In our study, high-resolution imaging using a microscopy coil showed that the hyperintense areas were surrounded by rims or areas that were hypointense relative to the residual nodal parenchyma. Histologic evaluation confirmed that such hypointense areas corresponded to cancer cell nests, which were composed of proliferating cancer cells and coagulation necrosis, and to surrounding fibrous tissue. On the other hand, central hyperintense areas were caused by liquefaction necrosis. Hypointense foci with or without hyperintense areas on fat-suppressed T2-weighted images were noted in 67% of the metastatic nodes and in 14% and 9% of lymphomas and benign nodes, respectively (Table 2). Considering the reportedly low incidence of central nodal necrosis in metastatic nodes in the neck [14], a combined use of these MR microimaging features (hyperintense focus of central nodal necrosis plus hypointense area) on fat-suppressed T2-weighted images may be a better MR criterion than central nodal necrosis alone for the diagnosis of metastatic nodes.

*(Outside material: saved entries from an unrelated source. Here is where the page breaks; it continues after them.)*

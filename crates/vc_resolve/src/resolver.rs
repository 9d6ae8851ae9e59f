use alloc::boxed::Box;
use alloc::string::String;
use alloc::vec::Vec;
use core::fmt;

use hashbrown::HashMap;
use hashbrown::hash_map::Entry;
use parking_lot::Mutex;
use vc_reflect::Reflect;

use crate::direct::downcast;
use crate::{ResolveError, ResolvePath, traverse};

// -----------------------------------------------------------------------------
// Resolver

/// A registry of named root values that paths are resolved against.
///
/// The first token of a path selects a root by name; the remaining tokens
/// are walked with [`traverse`]. Each call holds an internal lock for its
/// whole duration, so a `Resolver` can be shared between threads and the
/// latest [`add_value`](Resolver::add_value) is always observed.
///
/// # Examples
///
/// ```
/// use vc_resolve::Resolver;
///
/// let resolver = Resolver::new();
/// resolver.add_value("user", vec![String::from("a"), String::from("b")]);
///
/// let value = resolver.resolve_as::<String>("user[1]").unwrap();
/// assert_eq!(value, "b");
///
/// let err = resolver.resolve("admin.name").unwrap_err();
/// assert_eq!(err.to_string(), "could not resolve admin.name: admin was not found");
/// ```
#[derive(Default)]
pub struct Resolver {
    roots: Mutex<HashMap<String, Box<dyn Reflect>>>,
}

impl Resolver {
    /// Creates an empty registry.
    #[inline]
    pub fn new() -> Self {
        Self::default()
    }

    /// Creates a registry holding `roots`.
    ///
    /// Later entries replace earlier ones with the same name.
    pub fn with_roots<N, I>(roots: I) -> Self
    where
        N: Into<String>,
        I: IntoIterator<Item = (N, Box<dyn Reflect>)>,
    {
        let map = roots
            .into_iter()
            .map(|(name, value)| (name.into(), value))
            .collect();
        Self {
            roots: Mutex::new(map),
        }
    }

    /// Registers `value` as the root `name`, returning the replaced root.
    #[inline]
    pub fn add_value(
        &self,
        name: impl Into<String>,
        value: impl Reflect,
    ) -> Option<Box<dyn Reflect>> {
        self.add_boxed(name, Box::new(value))
    }

    /// Registers a boxed `value` as the root `name`, returning the replaced root.
    pub fn add_boxed(
        &self,
        name: impl Into<String>,
        value: Box<dyn Reflect>,
    ) -> Option<Box<dyn Reflect>> {
        let mut roots = self.roots.lock();
        match roots.entry(name.into()) {
            Entry::Occupied(mut entry) => {
                log::debug!("replaced root `{}`", entry.key());
                Some(entry.insert(value))
            }
            Entry::Vacant(entry) => {
                entry.insert(value);
                None
            }
        }
    }

    /// Resolves `path` and returns a clone of the value it points to.
    ///
    /// The clone is deep: resolving into a large aggregate copies all of it.
    /// Use [`resolve_with`](Resolver::resolve_with) to read the value in
    /// place, or register the root as an `Arc<T>` so that resolving the root
    /// itself only clones the handle.
    ///
    /// ```
    /// use std::sync::Arc;
    /// use vc_resolve::Resolver;
    ///
    /// let resolver = Resolver::new();
    /// resolver.add_value("rows", Arc::new(vec![1_u64; 4096]));
    ///
    /// let len = resolver
    ///     .resolve_with("rows", |rows| rows.reflect_ref().as_list().map(|l| l.len()))
    ///     .unwrap();
    /// assert_eq!(len, Some(4096));
    ///
    /// let handle = resolver.resolve_as::<Arc<Vec<u64>>>("rows").unwrap();
    /// assert_eq!(handle.len(), 4096);
    /// ```
    ///
    /// # Errors
    ///
    /// See [`ResolveError`].
    #[inline]
    pub fn resolve(&self, path: &str) -> Result<Box<dyn Reflect>, ResolveError> {
        self.resolve_with(path, |value| value.reflect_clone())
    }

    /// Resolves `path` and returns a clone of the value as a `T`.
    ///
    /// # Errors
    ///
    /// [`ResolveError::TypeMismatch`] if the value is not a `T`, otherwise
    /// see [`ResolveError`].
    pub fn resolve_as<T: Reflect + Clone>(&self, path: &str) -> Result<T, ResolveError> {
        self.resolve_with(path, |value| downcast::<T>(value).cloned())?
    }

    /// Resolves `path` and passes the value to `f` without cloning it.
    ///
    /// `f` runs while the registry is locked and must not call back into
    /// this resolver.
    ///
    /// ```
    /// use vc_resolve::Resolver;
    ///
    /// let resolver = Resolver::new();
    /// resolver.add_value("sizes", vec![3_usize, 4, 5]);
    ///
    /// let kind = resolver.resolve_with("sizes", |v| v.reflect_kind()).unwrap();
    /// assert_eq!(kind.to_string(), "list");
    /// ```
    ///
    /// # Errors
    ///
    /// See [`ResolveError`].
    #[inline]
    pub fn resolve_with<R>(
        &self,
        path: &str,
        f: impl FnOnce(&dyn Reflect) -> R,
    ) -> Result<R, ResolveError> {
        self.resolve_path_with(&ResolvePath::parse(path)?, f)
    }

    /// [`resolve`](Self::resolve) with a pre-parsed path.
    ///
    /// # Errors
    ///
    /// See [`ResolveError`].
    #[inline]
    pub fn resolve_path(&self, path: &ResolvePath) -> Result<Box<dyn Reflect>, ResolveError> {
        self.resolve_path_with(path, |value| value.reflect_clone())
    }

    /// [`resolve_with`](Self::resolve_with) with a pre-parsed path.
    ///
    /// # Errors
    ///
    /// See [`ResolveError`].
    pub fn resolve_path_with<R>(
        &self,
        path: &ResolvePath,
        f: impl FnOnce(&dyn Reflect) -> R,
    ) -> Result<R, ResolveError> {
        let roots = self.roots.lock();

        let Some(root) = roots.get(path.root()) else {
            log::trace!("`{path}`: root not registered");
            return Err(ResolveError::RootNotFound {
                path: path.as_str().into(),
                root: path.root().into(),
            });
        };

        match traverse(&**root, path, 1) {
            Ok(value) => Ok(f(value)),
            Err(err) => {
                log::trace!("`{path}`: {err}");
                Err(err)
            }
        }
    }

    /// Returns `true` if a root named `name` is registered.
    #[inline]
    pub fn contains(&self, name: &str) -> bool {
        self.roots.lock().contains_key(name)
    }

    /// Returns the number of registered roots.
    #[inline]
    pub fn len(&self) -> usize {
        self.roots.lock().len()
    }

    /// Returns `true` if no root is registered.
    #[inline]
    pub fn is_empty(&self) -> bool {
        self.roots.lock().is_empty()
    }

    /// Returns the names of the registered roots, sorted.
    pub fn names(&self) -> Vec<String> {
        let mut names: Vec<String> = self.roots.lock().keys().cloned().collect();
        names.sort_unstable();
        names
    }
}

impl<N: Into<String>> FromIterator<(N, Box<dyn Reflect>)> for Resolver {
    #[inline]
    fn from_iter<I: IntoIterator<Item = (N, Box<dyn Reflect>)>>(iter: I) -> Self {
        Self::with_roots(iter)
    }
}

impl fmt::Debug for Resolver {
    fn fmt(&self, f: &mut fmt::Formatter<'_>) -> fmt::Result {
        let roots = self.roots.lock();
        f.debug_map()
            .entries(roots.iter().map(|(name, value)| (name, &**value)))
            .finish()
    }
}
use proc_macro2::TokenStream;
use quote::quote;

use crate::derive_data::ReflectMeta;

/// Generate implementation code for `Reflect` trait.
///
/// `reflect_kind_token` is the `ReflectKind`/`ReflectRef` variant, e.g. `Struct`.
pub(crate) fn impl_trait_reflect(
    meta: &ReflectMeta,
    reflect_kind_token: TokenStream,
) -> TokenStream {
    let vc_reflect_path = meta.vc_reflect_path();

    let reflect_ = crate::path::reflect_(vc_reflect_path);
    let box_ = crate::path::box_(vc_reflect_path);
    let reflect_kind_ = crate::path::reflect_kind_(vc_reflect_path);
    let reflect_ref_ = crate::path::reflect_ref_(vc_reflect_path);
    let clone_ = crate::path::clone_();
    let any_ = crate::path::any_();

    let type_path_tokens = meta.type_path_tokens();

    let real_ident = meta.real_ident();
    let (impl_generics, ty_generics, where_clause) = meta.split_generics();

    quote! {
        impl #impl_generics #reflect_ for #real_ident #ty_generics #where_clause {
            #[inline]
            fn as_any(&self) -> &dyn #any_ {
                self
            }

            #[inline]
            fn into_any(self: #box_<Self>) -> #box_<dyn #any_> {
                self
            }

            #type_path_tokens

            #[inline]
            fn reflect_kind(&self) -> #reflect_kind_ {
                #reflect_kind_::#reflect_kind_token
            }

            #[inline]
            fn reflect_ref(&self) -> #reflect_ref_<'_> {
                #reflect_ref_::#reflect_kind_token(self)
            }

            #[inline]
            fn reflect_clone(&self) -> #box_<dyn #reflect_> {
                #box_::new(#clone_::clone(self))
            }
        }
    }
}
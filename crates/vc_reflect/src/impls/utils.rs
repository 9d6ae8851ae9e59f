use core::fmt;

use crate::ops::{Array, List, Map, Pointer, Struct};

// Non inline: only compiled once.

/// A function used to implement [`Reflect::reflect_debug`] for structs.
///
/// Prints like `#[derive(Debug)]`, using the reflected type path as name.
///
/// [`Reflect::reflect_debug`]: crate::Reflect::reflect_debug
pub fn struct_debug(dyn_struct: &dyn Struct, f: &mut fmt::Formatter<'_>) -> fmt::Result {
    let mut debug = f.debug_struct(dyn_struct.reflect_type_path());
    for index in 0..dyn_struct.field_len() {
        if let (Some(name), Some(field)) = (dyn_struct.name_at(index), dyn_struct.field_at(index)) {
            debug.field(name, &field as &dyn fmt::Debug);
        }
    }
    debug.finish()
}

/// A function used to implement [`Reflect::reflect_debug`] for lists.
///
/// [`Reflect::reflect_debug`]: crate::Reflect::reflect_debug
pub fn list_debug(dyn_list: &dyn List, f: &mut fmt::Formatter<'_>) -> fmt::Result {
    let mut debug = f.debug_list();
    for item in dyn_list.iter() {
        debug.entry(&item as &dyn fmt::Debug);
    }
    debug.finish()
}

/// A function used to implement [`Reflect::reflect_debug`] for arrays.
///
/// [`Reflect::reflect_debug`]: crate::Reflect::reflect_debug
pub fn array_debug(dyn_array: &dyn Array, f: &mut fmt::Formatter<'_>) -> fmt::Result {
    let mut debug = f.debug_list();
    for item in dyn_array.iter() {
        debug.entry(&item as &dyn fmt::Debug);
    }
    debug.finish()
}

/// A function used to implement [`Reflect::reflect_debug`] for maps.
///
/// [`Reflect::reflect_debug`]: crate::Reflect::reflect_debug
pub fn map_debug(dyn_map: &dyn Map, f: &mut fmt::Formatter<'_>) -> fmt::Result {
    let mut debug = f.debug_map();
    for (key, value) in dyn_map.iter() {
        debug.entry(&key, &value as &dyn fmt::Debug);
    }
    debug.finish()
}

/// A function used to implement [`Reflect::reflect_debug`] for pointers.
///
/// A null pointer prints `None`, otherwise the pointee is printed as is.
///
/// [`Reflect::reflect_debug`]: crate::Reflect::reflect_debug
pub fn pointer_debug(dyn_pointer: &dyn Pointer, f: &mut fmt::Formatter<'_>) -> fmt::Result {
    match dyn_pointer.pointee() {
        Some(value) => value.reflect_debug(f),
        None => f.write_str("None"),
    }
}

#[cfg(test)]
mod tests {
    use alloc::collections::BTreeMap;
    use alloc::format;
    use alloc::string::String;
    use alloc::vec;

    use crate::Reflect;
    use crate::ops::DynamicStruct;

    #[test]
    fn debug_output() {
        let mut map = BTreeMap::new();
        map.insert(String::from("k"), vec![1_u8, 2]);

        let mut value = DynamicStruct::with_type_path("Foo");
        value.insert("map", map);
        value.insert("arr", [Some(1_i32), None]);

        let value: &dyn Reflect = &value;
        assert_eq!(
            format!("{value:?}"),
            r#"Foo { map: {"k": [1, 2]}, arr: [1, None] }"#
        );
    }
}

We found in this study that heterogeneous parenchyma was not an MRI feature limited to metastatic nodes, but was also observed in nodal lymphomas and even in benign nodes. Our finding that heterogeneous architecture of the nodes occurred in approximately 30% of nodal lymphomas was unexpected. The observed heterogeneity in the nodal architecture may be due to the presence of necrotic areas. Necrosis is well described in Hodgkin's disease, but it has been considered to be uncommon in head and neck non-Hodgkin's disease. King et al. [16] reported that 27% of non-Hodgkin's disease in the neck was associated with necrosis. Thus, the notion that the homogeneous MRI architecture is characteristic of nodal lymphomas is open to dispute.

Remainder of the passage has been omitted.